Assignment
Count how many lines in the data hold "schema". Only the number.

Stored data
[Start of section]
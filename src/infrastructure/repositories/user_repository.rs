//! User Repository Implementation
//!
//! PostgreSQL implementation of the UserRepository trait.
//! Maps between the database schema and domain User entity.

use async_trait::async_trait;
use chrono::{DateTime, Utc};
use sqlx::PgPool;

use crate::domain::{User, UserRepository};
use crate::shared::error::AppError;

/// Database row representation matching the users table schema.
#[derive(Debug, sqlx::FromRow)]
struct UserRow {
    id: String,
    username: String,
    handle: String,
    password_hash: String,
    token: Option<String>,
    disabled: bool,
    created_at: DateTime<Utc>,
    updated_at: DateTime<Utc>,
}

impl UserRow {
    /// Convert database row to domain User entity.
    fn into_user(self) -> User {
        User {
            id: self.id,
            username: self.username,
            handle: self.handle,
            password_hash: self.password_hash,
            token: self.token,
            disabled: self.disabled,
            created_at: self.created_at,
            updated_at: self.updated_at,
        }
    }
}

const USER_COLUMNS: &str =
    "id, username, handle, password_hash, token, disabled, created_at, updated_at";

/// PostgreSQL user repository implementation.
#[derive(Clone)]
pub struct PgUserRepository {
    pool: PgPool,
}

impl PgUserRepository {
    /// Create a new PgUserRepository with the given connection pool.
    pub fn new(pool: PgPool) -> Self {
        Self { pool }
    }

    async fn find_one(&self, column: &str, value: &str) -> Result<Option<User>, AppError> {
        let query = format!("SELECT {} FROM users WHERE {} = $1", USER_COLUMNS, column);
        let row = sqlx::query_as::<_, UserRow>(&query)
            .bind(value)
            .fetch_optional(&self.pool)
            .await?;

        Ok(row.map(UserRow::into_user))
    }

    async fn update_column(&self, id: &str, column: &str, value: &str) -> Result<(), AppError> {
        let query = format!(
            "UPDATE users SET {} = $2, updated_at = NOW() WHERE id = $1",
            column
        );
        let result = sqlx::query(&query)
            .bind(id)
            .bind(value)
            .execute(&self.pool)
            .await?;

        if result.rows_affected() == 0 {
            return Err(AppError::NotFound(format!("User with id {} not found", id)));
        }

        Ok(())
    }
}

#[async_trait]
impl UserRepository for PgUserRepository {
    async fn find_by_id(&self, id: &str) -> Result<Option<User>, AppError> {
        self.find_one("id", id).await
    }

    async fn find_by_username(&self, username: &str) -> Result<Option<User>, AppError> {
        self.find_one("username", username).await
    }

    async fn find_by_handle(&self, handle: &str) -> Result<Option<User>, AppError> {
        self.find_one("handle", handle).await
    }

    async fn create(&self, user: &User) -> Result<User, AppError> {
        let query = format!(
            r#"
            INSERT INTO users (id, username, handle, password_hash, token, disabled, created_at, updated_at)
            VALUES ($1, $2, $3, $4, $5, $6, $7, $8)
            RETURNING {}
            "#,
            USER_COLUMNS
        );
        let row = sqlx::query_as::<_, UserRow>(&query)
            .bind(&user.id)
            .bind(&user.username)
            .bind(&user.handle)
            .bind(&user.password_hash)
            .bind(&user.token)
            .bind(user.disabled)
            .bind(user.created_at)
            .bind(user.updated_at)
            .fetch_one(&self.pool)
            .await
            .map_err(|e| match &e {
                sqlx::Error::Database(db_err) if db_err.is_unique_violation() => {
                    AppError::Conflict("User with this username or handle already exists".to_string())
                }
                _ => AppError::Database(e),
            })?;

        Ok(row.into_user())
    }

    async fn update_password_hash(&self, id: &str, password_hash: &str) -> Result<(), AppError> {
        self.update_column(id, "password_hash", password_hash).await
    }

    async fn update_token(&self, id: &str, token: &str) -> Result<(), AppError> {
        self.update_column(id, "token", token).await
    }
}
[End of section]
Final answer
2